(Algumas
notas sobre um breve Brasil)
1.
Três anos fora do Brasil é viver como mergulhador sem oxigénio. A
coisa pode dar para o torto e sofrermos de uma doença
descompressiva. Mas eu aguentei-me à bronca (tentei), mergulhei
várias vezes em apneia, por instantes, e fui capaz de voltar à tona
sem grandes mazelas. Correu bem e nada acontece por acaso, como nadar na direção errada. A viagem ganhei-a por causa de outra viagem em
2012. Um passo atrás para dar outro à frente, eventualmente.
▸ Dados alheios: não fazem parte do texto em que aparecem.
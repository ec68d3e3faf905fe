use thiserror::Error;

/// Errors that can occur while driving the planning pipeline
#[derive(Error, Debug)]
pub enum PlannerError {
    /// Required API credential is missing or empty
    #[error("API key is missing; set MEALPLAN__API_KEY or GEMINI_API_KEY")]
    MissingApiKey,

    /// The HTTP call to the generation service failed
    #[error("Request failed: {0}")]
    Request(#[from] reqwest::Error),

    /// The service responded but the payload did not have the expected shape
    #[error("Malformed response: {0}")]
    MalformedResponse(String),

    /// The sanitized response text was not valid JSON for the target model
    #[error("JSON parse error: {0}")]
    Json(#[from] serde_json::Error),

    /// Configuration error
    #[error("Configuration error: {0}")]
    Config(#[from] config::ConfigError),
}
Foi
uma oferta de uma boa amiga que quis presentear-me e ao A. pelo nosso
trabalho. Foi há um ano e este foi o ano possível de um Brasil. Eu
fui primeiro. A. foi depois. Foi a viagem dentro da viagem.
2.
Como todas as viagens, regressar ao Brasil está cheio de peripécias
que podem pôr em causa a teoria de que nada acontece por acaso. Por
exemplo, não entendo por que razão fiquei doente durante uma semana
com um vírus qualquer, avassalador, de caixão à cova. Seria, enfim, um presente de boas-vindas
irónico, uma quase vingança de São Paulo: “Estiveste este tempo
todo sem cá vir, agora toma que bem mereces ficar de castigo”.
“Pô, Sampa”, penso, “assim desfrutei um pouco menos de você.”
Ela lá se terá arrependido e ao quinto dia deu-me trégua; mas nem
tanto. O síndrome de estranheza não mais me largou. Era eu dentro
de mim, era eu fora de mim. Um corpo dentro de um corpo. Há qualquer
coisa de metacorporal no regresso ao Brasil. É viajar no tempo.
3. Eu
vou ao Brasil à procura dos meus personagens. É que os meus
personagens só podem ser brasileiros. Não há outro lugar onde
tenha mulher que passeia com carrinho de bebé com um cão lá
enfiado; ou vendedores de picolé à noite; homens que fazem dragões
tão perfeitos que parecem de verdade debaixo dos arcos da Lapa;
Clube de Leitura da Prosa na Baratos da Ribeiro, com um dono (aparentemente)
antipático, temperamental, que vende clássicos da literatura brasileira a 3,5 reais
e depois surpreende, oferecendo CD's da nova música brasileira à estrangeira;
picanha no Cantinho do Leblon. Eu vou ao Brasil, apercebo-me, para
ficar mais perto de mim, à procura dos personagens endógenos. Mas
por que raio a vida me quer longe de mim, no meu país? É a
identidade fora da identidade.
4.
Ocorre-me que não fui ao BH, ao MAM, ao Ibirapuera. Enfim, há uma
série de coisas que ficam para fazer quando se tem apenas um mês no
Brasil. Há uma série de amigos que não estavam lá, há um pedaço
de Sampa que já não existe, mas está lá; há uma lasca de
tropicalidade que existe, mas não se vê. “O Barulho do Tempo”
perdeu-se entre o Rio e Sampa, mas algo ficou em suspenso. Ainda deu
para improvisar uma curta-metragem que precisa de tempo para ver a
luz do dia. Resta-me agradecer aos anfitriões de sempre, tão
longe-tão-perto; tão-iguais-tão-diferentes. A. e T., L. e A.
Brasil, se fosses um filme, só poderias ter sido escrito e realizado
por Woody Allen, com assistência certa de João Ubaldo Ribeiro (e
outros coadjuvantes, que me perdoem os puristas). Afinal, é apenas
isso: Viva o Povo Brasileiro! (E isto: tenho sempre de voltar ao Brasil).